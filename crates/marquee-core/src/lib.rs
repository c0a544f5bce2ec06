//! # Marquee Core
//!
//! `marquee-core` is the presentation animation engine behind LED signage programs.
//!
//! It decides, for every visible content element, which entrance/hold/exit state the
//! element is in at a given instant, independent of how it is painted. All results are
//! deterministic for a given sequence of timestamps and RNG seed.
//!
//! ## Core Features
//!
//! *   **Keyframes**: Property tracks with five easing curves built on
//!     [`keyframe`](https://crates.io/crates/keyframe).
//! *   **Effects**: A closed catalog of 24 transitions with random selection per cycle.
//! *   **Controllers**: A three-phase state machine per element with slideshow advancement.
//! *   **Timing**: Count-up, countdown and anchored fixed-period arithmetic.
//! *   **Geometry**: The effect → clip/offset/opacity table shared by renderers.
//!
//! ## Usage
//!
//! ```rust
//! use marquee_core::{ElementSpec, EngineConfig, PresentationEngine};
//! use chrono::Utc;
//!
//! let now = Utc::now();
//! let mut engine = PresentationEngine::new(EngineConfig { seed: Some(7), ..Default::default() });
//! engine.upsert_element(1, ElementSpec { item_count: 3, ..Default::default() }, now);
//! let frames = engine.tick(now);
//! assert_eq!(frames.len(), 1);
//! ```

/// Easing curves, property values and interpolation.
pub mod animation;

/// Ordered keyframe tracks.
pub mod keyframe;

/// The effect catalog, random pools and speed mapping.
pub mod effects;

/// Per-tick output handed to renderers.
pub mod frame;

/// The per-element entrance/hold/exit state machine.
pub mod controller;

/// Countdown, count-up and fixed-period timing.
pub mod timing;

/// Effect geometry shared by renderers.
pub mod geometry;

/// Registry of active elements and the tick loop.
pub mod engine;

pub mod errors;
pub mod types;

pub use animation::{blend, blend_maps, EasingKind, PropertyMap, PropertyValue};
pub use controller::{AnimationConfig, AnimationState, ElementAnimationController};
pub use effects::{EffectName, EffectRole, EffectSelection};
pub use engine::{ElementSpec, EngineConfig, PresentationEngine};
pub use errors::{EngineError, EngineResult};
pub use frame::{AnimationPhase, PresentationFrame};
pub use geometry::{effect_geometry, frame_geometry, EffectGeometry};
pub use keyframe::{Keyframe, KeyframeTrack};
pub use timing::{TimingAnchor, TimingCalculator, TimingFormat, TimingMode, TimingSpec};
pub use types::{ElementId, ElementKind, Rect, Timestamp};
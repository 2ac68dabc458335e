//! Error types for stage and pipeline execution.

use std::io;
use std::sync::Arc;

use thiserror::Error;

/// Errors raised while building or running stages and pipelines.
///
/// Construction errors (`Empty`, `Pipe`) are returned directly. Everything
/// else is captured by the stage that hit it and only surfaces from
/// `wait`/`close`. The type is `Clone` so a finished stage can hand out its
/// frozen result any number of times.
#[derive(Debug, Clone, Error)]
pub enum PipelineError {
    #[error("pipeline has no stages")]
    Empty,

    #[error("failed to allocate pipe {index}: {source}")]
    Pipe {
        index: usize,
        source: Arc<io::Error>,
    },

    #[error("stage {stage}: failed to spawn worker: {source}")]
    Spawn {
        stage: String,
        source: Arc<io::Error>,
    },

    #[error("stage {stage}: read failed: {source}")]
    Read {
        stage: String,
        source: Arc<io::Error>,
    },

    #[error("stage {stage}: write failed: {source}")]
    Write {
        stage: String,
        source: Arc<io::Error>,
    },

    #[error("stage {stage}: worker panicked")]
    Panicked { stage: String },
}

impl PipelineError {
    pub(crate) fn read(stage: &str, source: io::Error) -> Self {
        Self::Read {
            stage: stage.to_string(),
            source: Arc::new(source),
        }
    }

    pub(crate) fn write(stage: &str, source: io::Error) -> Self {
        Self::Write {
            stage: stage.to_string(),
            source: Arc::new(source),
        }
    }

    /// Name of the stage that failed, if the error belongs to one.
    pub fn stage(&self) -> Option<&str> {
        match self {
            Self::Spawn { stage, .. }
            | Self::Read { stage, .. }
            | Self::Write { stage, .. }
            | Self::Panicked { stage } => Some(stage),
            Self::Empty | Self::Pipe { .. } => None,
        }
    }
}
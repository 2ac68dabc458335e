//! Chains of stages wired together through OS pipes.
//!
//! A pipeline of N stages creates N-1 anonymous pipes. Stage `i` writes into
//! pipe `i` and stage `i+1` reads from it, so every stage runs on its own
//! threads and rows flow through the chain the way they would through a
//! shell pipeline. The only backpressure is the pipe buffer: a slow stage
//! blocks the writer upstream of it once its pipe fills.

use std::borrow::Cow;
use std::fmt;
use std::io::{self, Read, Write};
use std::iter;
use std::sync::Arc;

use tracing::{debug, warn};

use crate::applier::RowApplier;
use crate::error::PipelineError;
use crate::stage::{Input, Output, Stage};

/// When the stages of a freshly built pipeline begin running.
#[derive(Debug, Clone, Copy, PartialEq, Eq, Default)]
pub enum StartMode {
    /// Start every stage as part of `build`.
    #[default]
    Eager,
    /// Leave stages idle until [`Pipeline::start`].
    Deferred,
}

#[derive(Clone)]
struct PlannedStage {
    name: Option<String>,
    applier: Arc<dyn RowApplier>,
}

/// Blueprint for a [`Pipeline`].
///
/// The builder is itself a [`RowApplier`] that runs its stages' appliers in
/// order, so a whole chain can be nested inside another stage or applied to
/// an in-memory buffer with [`Flow`](crate::Flow).
#[derive(Clone, Default)]
pub struct PipelineBuilder {
    stages: Vec<PlannedStage>,
    start_mode: StartMode,
    read_ahead: usize,
}

impl PipelineBuilder {
    pub fn new() -> Self {
        Self::default()
    }

    /// Append a stage named after its position (`stage-0`, `stage-1`, ...).
    pub fn stage<A: RowApplier + 'static>(mut self, applier: A) -> Self {
        self.stages.push(PlannedStage {
            name: None,
            applier: Arc::new(applier),
        });
        self
    }

    pub fn named_stage<A: RowApplier + 'static>(
        mut self,
        name: impl Into<String>,
        applier: A,
    ) -> Self {
        self.stages.push(PlannedStage {
            name: Some(name.into()),
            applier: Arc::new(applier),
        });
        self
    }

    pub fn start_mode(mut self, start_mode: StartMode) -> Self {
        self.start_mode = start_mode;
        self
    }

    /// Rows each stage may scan ahead of its worker. See
    /// [`StageConfig::read_ahead`](crate::StageConfig::read_ahead).
    pub fn read_ahead(mut self, read_ahead: usize) -> Self {
        self.read_ahead = read_ahead;
        self
    }

    pub fn len(&self) -> usize {
        self.stages.len()
    }

    pub fn is_empty(&self) -> bool {
        self.stages.is_empty()
    }

    /// Wire the stages between `input` and `output`.
    ///
    /// All pipes are allocated before any stage is bound; if one fails the
    /// pipes created so far are dropped and nothing is left running.
    pub fn build<W, R>(self, output: W, input: R) -> Result<Pipeline, PipelineError>
    where
        W: Write + Send + 'static,
        R: Read + Send + 'static,
    {
        let Self {
            stages: planned,
            start_mode,
            read_ahead,
        } = self;

        if planned.is_empty() {
            return Err(PipelineError::Empty);
        }

        let mut readers = Vec::with_capacity(planned.len() - 1);
        let mut writers = Vec::with_capacity(planned.len() - 1);
        for index in 0..planned.len() - 1 {
            let (reader, writer) = io::pipe().map_err(|source| {
                warn!(index, error = %source, "pipe allocation failed");
                PipelineError::Pipe {
                    index,
                    source: Arc::new(source),
                }
            })?;
            readers.push(reader);
            writers.push(writer);
        }

        let inputs = iter::once(Box::new(input) as Input)
            .chain(readers.into_iter().map(|r| Box::new(r) as Input));
        let outputs = writers
            .into_iter()
            .map(|w| Box::new(w) as Output)
            .chain(iter::once(Box::new(output) as Output));

        let stages = planned
            .into_iter()
            .zip(inputs.zip(outputs))
            .enumerate()
            .map(|(index, (plan, (input, output)))| {
                let name = plan.name.unwrap_or_else(|| format!("stage-{index}"));
                Stage::bind(name, output, input, plan.applier, read_ahead)
            })
            .collect::<Vec<_>>();

        debug!(stages = stages.len(), ?start_mode, "pipeline wired");

        let pipeline = Pipeline { stages };
        if start_mode == StartMode::Eager {
            pipeline.start();
        }
        Ok(pipeline)
    }
}

impl RowApplier for PipelineBuilder {
    fn apply_row(&self, row: &[u8]) -> Option<Vec<u8>> {
        let mut current = Cow::Borrowed(row);
        for plan in &self.stages {
            current = Cow::Owned(plan.applier.apply_row(&current)?);
        }
        Some(current.into_owned())
    }
}

impl fmt::Debug for PipelineBuilder {
    fn fmt(&self, f: &mut fmt::Formatter<'_>) -> fmt::Result {
        let names: Vec<_> = self
            .stages
            .iter()
            .map(|plan| plan.name.as_deref().unwrap_or("-"))
            .collect();
        f.debug_struct("PipelineBuilder")
            .field("stages", &names)
            .field("start_mode", &self.start_mode)
            .field("read_ahead", &self.read_ahead)
            .finish()
    }
}

/// A running (or ready-to-run) chain of stages.
#[derive(Debug)]
pub struct Pipeline {
    stages: Vec<Stage>,
}

impl Pipeline {
    /// Wire `appliers` between `input` and `output` and start them.
    pub fn new<W, R, I, A>(output: W, input: R, appliers: I) -> Result<Self, PipelineError>
    where
        W: Write + Send + 'static,
        R: Read + Send + 'static,
        I: IntoIterator<Item = A>,
        A: RowApplier + 'static,
    {
        appliers
            .into_iter()
            .fold(Self::builder(), PipelineBuilder::stage)
            .build(output, input)
    }

    pub fn builder() -> PipelineBuilder {
        PipelineBuilder::new()
    }

    /// Group stages that were bound by the caller.
    ///
    /// The stages are not rewired; whatever they read and write is up to
    /// how they were constructed. Their lifecycle is left as is.
    pub fn from_stages(stages: Vec<Stage>) -> Result<Self, PipelineError> {
        if stages.is_empty() {
            return Err(PipelineError::Empty);
        }
        Ok(Self { stages })
    }

    /// Start every idle stage. Repeated calls have no further effect.
    pub fn start(&self) {
        for stage in &self.stages {
            stage.start();
        }
    }

    /// Wait for every stage in order, returning the errors they reported.
    ///
    /// An empty list means every stage finished cleanly.
    pub fn wait(&self) -> Vec<PipelineError> {
        self.stages
            .iter()
            .filter_map(|stage| stage.wait().err())
            .collect()
    }

    /// Close every stage front to back, returning the errors they reported.
    ///
    /// Closing stage 0 drops its pipe writer, so the stages behind it see
    /// end-of-input. Rows still in flight when a stage's own close arrives
    /// are discarded; for a lossless shutdown end the source input and call
    /// [`Pipeline::wait`] instead.
    pub fn close(&self) -> Vec<PipelineError> {
        self.stages
            .iter()
            .filter_map(|stage| stage.close().err())
            .collect()
    }

    pub fn stages(&self) -> &[Stage] {
        &self.stages
    }

    pub fn len(&self) -> usize {
        self.stages.len()
    }

    pub fn is_empty(&self) -> bool {
        self.stages.is_empty()
    }
}
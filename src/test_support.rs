//! Shared helpers for unit tests.

use std::io::{self, Read, Write};
use std::sync::Arc;
use std::time::{Duration, Instant};

use parking_lot::Mutex;

/// In-memory sink that can be handed to a stage and inspected afterwards.
#[derive(Clone, Default)]
pub(crate) struct SharedBuffer(Arc<Mutex<Vec<u8>>>);

impl SharedBuffer {
    pub(crate) fn new() -> Self {
        Self::default()
    }

    pub(crate) fn contents(&self) -> Vec<u8> {
        self.0.lock().clone()
    }

    /// Number of live clones, including this one.
    pub(crate) fn handles(&self) -> usize {
        Arc::strong_count(&self.0)
    }
}

impl Write for SharedBuffer {
    fn write(&mut self, buf: &[u8]) -> io::Result<usize> {
        self.0.lock().extend_from_slice(buf);
        Ok(buf.len())
    }

    fn flush(&mut self) -> io::Result<()> {
        Ok(())
    }
}

/// Writer that rejects every write as if the reader had gone away.
pub(crate) struct FailingWriter;

impl Write for FailingWriter {
    fn write(&mut self, _buf: &[u8]) -> io::Result<usize> {
        Err(io::Error::from(io::ErrorKind::BrokenPipe))
    }

    fn flush(&mut self) -> io::Result<()> {
        Ok(())
    }
}

/// Reader that fails on the first read.
pub(crate) struct FailingReader;

impl Read for FailingReader {
    fn read(&mut self, _buf: &mut [u8]) -> io::Result<usize> {
        Err(io::Error::other("device unplugged"))
    }
}

/// Poll `cond` until it holds or a few seconds pass.
pub(crate) fn wait_until(mut cond: impl FnMut() -> bool) -> bool {
    let deadline = Instant::now() + Duration::from_secs(5);
    while Instant::now() < deadline {
        if cond() {
            return true;
        }
        std::thread::sleep(Duration::from_millis(5));
    }
    cond()
}
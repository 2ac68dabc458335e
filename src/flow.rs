//! Synchronous, newline-aware application of a row applier to a buffer.
//!
//! The batch path has to produce exactly what a running [`Stage`](crate::Stage)
//! would emit for the same rows, so the terminator handling here mirrors the
//! streaming loop: one `\n` after every kept row, nothing for a dropped row.

use crate::applier::RowApplier;

/// Buffers shorter than this with no embedded newline are treated as a
/// single row without scanning.
pub const BATCH_SHORTCUT_LIMIT: usize = 1024;

/// Apply `applier` to every `\n`-separated row of `buf`.
///
/// If `buf` does not end in a newline, a terminator is assumed for the last
/// row and one trailing newline is removed from the output again, so the
/// "no trailing newline" shape of the input is preserved. A dropped final
/// row may already have removed it, in which case nothing is stripped.
pub fn apply_batch<A: RowApplier + ?Sized>(applier: &A, buf: &[u8]) -> Vec<u8> {
    if buf.len() < BATCH_SHORTCUT_LIMIT && !buf.contains(&b'\n') {
        return applier.apply_row(buf).unwrap_or_default();
    }

    let (body, added_newline) = match buf.strip_suffix(b"\n") {
        Some(body) => (body, false),
        None => (buf, true),
    };

    let mut out = Vec::with_capacity(buf.len() + 1);
    for row in body.split(|&b| b == b'\n') {
        if let Some(res) = applier.apply_row(row) {
            out.extend_from_slice(&res);
            out.push(b'\n');
        }
    }

    if added_newline && out.last() == Some(&b'\n') {
        out.pop();
    }

    out
}

/// Batch wrapper around any [`RowApplier`].
#[derive(Debug, Clone)]
pub struct Flow<A> {
    applier: A,
}

impl<A: RowApplier> Flow<A> {
    pub fn new(applier: A) -> Self {
        Self { applier }
    }

    /// Run every row of `buf` through the wrapped applier.
    pub fn apply(&self, buf: &[u8]) -> Vec<u8> {
        apply_batch(&self.applier, buf)
    }

    pub fn applier(&self) -> &A {
        &self.applier
    }

    pub fn into_inner(self) -> A {
        self.applier
    }
}
impl Stage {
    /// Bind `applier` between `input` and `output` without starting it.
    pub fn new<W, R, A>(output: W, input: R, applier: A) -> Self
    where
        W: Write + Send + 'static,
        R: Read + Send + 'static,
        A: RowApplier + 'static,
    {
        Self::with_config(output, input, applier, StageConfig::default())
    }

    /// Bind and immediately start a stage.
    pub fn spawn<W, R, A>(output: W, input: R, applier: A) -> Self
    where
        W: Write + Send + 'static,
        R: Read + Send + 'static,
        A: RowApplier + 'static,
    {
        let stage = Self::new(output, input, applier);
        stage.start();
        stage
    }

    pub fn with_config<W, R, A>(output: W, input: R, applier: A, config: StageConfig) -> Self
    where
        W: Write + Send + 'static,
        R: Read + Send + 'static,
        A: RowApplier + 'static,
    {
        let name = config
            .name
            .unwrap_or_else(|| DEFAULT_STAGE_NAME.to_string());
        Self::bind(
            name,
            Box::new(output),
            Box::new(input),
            Arc::new(applier),
            config.read_ahead,
        )
    }

    pub(crate) fn bind(
        name: String,
        output: Output,
        input: Input,
        applier: Arc<dyn RowApplier>,
        read_ahead: usize,
    ) -> Self {
        Self {
            name,
            lifecycle: Mutex::new(Lifecycle::Idle(Bound {
                input,
                output,
                applier,
                read_ahead,
            })),
            reader: ReaderMode::default(),
        }
    }

    pub fn name(&self) -> &str {
        &self.name
    }

    pub fn state(&self) -> StageState {
        match &*self.lifecycle.lock() {
            Lifecycle::Idle(_) => StageState::Idle,
            Lifecycle::Running(_) => StageState::Running,
            Lifecycle::Finished(_) => StageState::Finished,
        }
    }

    /// Start the background loop.
    ///
    /// Only the first call on an idle stage has any effect; later calls,
    /// and calls after `close`, do nothing.
    pub fn start(&self) {
        let mut lifecycle = self.lifecycle.lock();
        let bound = match mem::replace(&mut *lifecycle, Lifecycle::Finished(Ok(()))) {
            Lifecycle::Idle(bound) => bound,
            other => {
                *lifecycle = other;
                return;
            }
        };

        *lifecycle = match launch(&self.name, bound, self.reader.clone()) {
            Ok(running) => Lifecycle::Running(running),
            Err(err) => {
                warn!(stage = %self.name, error = %err, "stage failed to start");
                Lifecycle::Finished(Err(err))
            }
        };
    }

    /// Block until the background loop has exited and return its error.
    ///
    /// An idle stage has no loop to wait for and returns `Ok(())` at once.
    pub fn wait(&self) -> Result<(), PipelineError> {
        let (done, outcome) = match &*self.lifecycle.lock() {
            Lifecycle::Idle(_) => return Ok(()),
            Lifecycle::Finished(result) => return result.clone(),
            Lifecycle::Running(running) => {
                (running.done_rx.clone(), Arc::clone(&running.outcome))
            }
        };

        // Nothing is ever sent; the channel disconnects when the worker exits.
        let _ = done.recv();

        let result = outcome.get().cloned().unwrap_or_else(|| {
            Err(PipelineError::Panicked {
                stage: self.name.clone(),
            })
        });

        let mut lifecycle = self.lifecycle.lock();
        if matches!(*lifecycle, Lifecycle::Running(_)) {
            *lifecycle = Lifecycle::Finished(result.clone());
        }
        result
    }

    /// Stop reading input, then wait for the loop like [`Stage::wait`].
    ///
    /// Rows not yet taken by the worker, including a buffered unterminated
    /// row, are discarded and the input is dropped. A stage that already
    /// failed and is draining its input stops draining.
    pub fn close(&self) -> Result<(), PipelineError> {
        self.reader.release();
        {
            let mut lifecycle = self.lifecycle.lock();
            if let Lifecycle::Running(running) = &*lifecycle {
                debug!(stage = %self.name, "close requested");
                let _ = running.close_tx.try_send(());
            } else if matches!(*lifecycle, Lifecycle::Idle(_)) {
                // Releases the input and output without ever running.
                *lifecycle = Lifecycle::Finished(Ok(()));
            }
        }
        self.wait()
    }
}
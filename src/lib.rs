//! # linepipe-rs
//!
//! Composable line-oriented byte transforms, run either over an in-memory
//! buffer or as concurrent stages wired together with OS pipes.
//!
//! ## Overview
//!
//! - **Transform**: a pure row function, `&[u8] -> Option<Vec<u8>>`, where
//!   `None` drops the row
//! - **TransformList**: transforms applied in order, stopping at the first drop
//! - **Flow / apply_batch**: newline-aware application to a whole buffer
//! - **Stage**: a background loop reading rows from one stream and writing
//!   results to another
//! - **Pipeline**: several stages chained through pipes, all running at once
//!
//! ## Example
//!
//! ```
//! use linepipe_rs::{Transform, compose_transforms, transforms};
//!
//! let list = compose_transforms([
//!     Transform::new(transforms::trim_space),
//!     Transform::new(transforms::drop_empty),
//!     Transform::new(transforms::to_upper),
//! ]);
//!
//! assert_eq!(list.apply(b" hello \n\n world"), b"HELLO\nWORLD");
//! ```
//!
//! The same list can be streamed, one stage per transform:
//!
//! ```
//! use std::io::Cursor;
//! use linepipe_rs::{Pipeline, Transform, transforms};
//!
//! let pipeline = Pipeline::new(
//!     std::io::sink(),
//!     Cursor::new(b"a\nb\n".to_vec()),
//!     [Transform::new(transforms::to_upper), Transform::identity()],
//! )
//! .unwrap();
//!
//! assert!(pipeline.wait().is_empty());
//! ```

pub mod applier;
pub mod error;
pub mod flow;
pub mod pipeline;
pub mod stage;
pub mod transform_list;
pub mod transforms;

#[cfg(test)]
mod test_support;

pub use applier::{RowApplier, Transform};
pub use error::PipelineError;
pub use flow::{BATCH_SHORTCUT_LIMIT, Flow, apply_batch};
pub use pipeline::{Pipeline, PipelineBuilder, StartMode};
pub use stage::{DEFAULT_STAGE_NAME, Stage, StageConfig, StageState};
pub use transform_list::{TransformList, compose_transforms};
//! The row-level transform capability.
//!
//! A [`RowApplier`] turns one row (no line terminator) into a new row, or
//! returns `None` to drop it from the output entirely. Stages, pipelines and
//! the batch [`Flow`](crate::Flow) are all generic over this trait, so a
//! single [`Transform`], a [`TransformList`](crate::TransformList) or a
//! whole pipeline blueprint can be used interchangeably.

use std::fmt;
use std::sync::Arc;

/// Anything that can transform a single row.
///
/// `None` means "drop this row"; `Some(vec![])` is a kept empty row.
pub trait RowApplier: Send + Sync {
    fn apply_row(&self, row: &[u8]) -> Option<Vec<u8>>;
}

impl<A: RowApplier + ?Sized> RowApplier for &A {
    fn apply_row(&self, row: &[u8]) -> Option<Vec<u8>> {
        (**self).apply_row(row)
    }
}

impl<A: RowApplier + ?Sized> RowApplier for Box<A> {
    fn apply_row(&self, row: &[u8]) -> Option<Vec<u8>> {
        (**self).apply_row(row)
    }
}

impl<A: RowApplier + ?Sized> RowApplier for Arc<A> {
    fn apply_row(&self, row: &[u8]) -> Option<Vec<u8>> {
        (**self).apply_row(row)
    }
}

type RowFn = dyn Fn(&[u8]) -> Option<Vec<u8>> + Send + Sync;

/// A single pure row transform.
///
/// Cloning is cheap; clones share the underlying function.
#[derive(Clone)]
pub struct Transform {
    func: Arc<RowFn>,
}

impl Transform {
    /// Wrap a function or closure as a transform.
    ///
    /// ```
    /// use linepipe_rs::{RowApplier, Transform};
    ///
    /// let shout = Transform::new(|row| Some(row.to_ascii_uppercase()));
    /// assert_eq!(shout.apply_row(b"hey"), Some(b"HEY".to_vec()));
    /// ```
    pub fn new<F>(func: F) -> Self
    where
        F: Fn(&[u8]) -> Option<Vec<u8>> + Send + Sync + 'static,
    {
        Self {
            func: Arc::new(func),
        }
    }

    /// A transform that returns every row unchanged.
    pub fn identity() -> Self {
        Self::new(|row| Some(row.to_vec()))
    }
}

impl RowApplier for Transform {
    fn apply_row(&self, row: &[u8]) -> Option<Vec<u8>> {
        (self.func)(row)
    }
}

impl fmt::Debug for Transform {
    fn fmt(&self, f: &mut fmt::Formatter<'_>) -> fmt::Result {
        f.debug_struct("Transform").finish_non_exhaustive()
    }
}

Requirement
Looking at the material above, count the lines that carry the word "reported" and answer with the count alone.

Written reply
2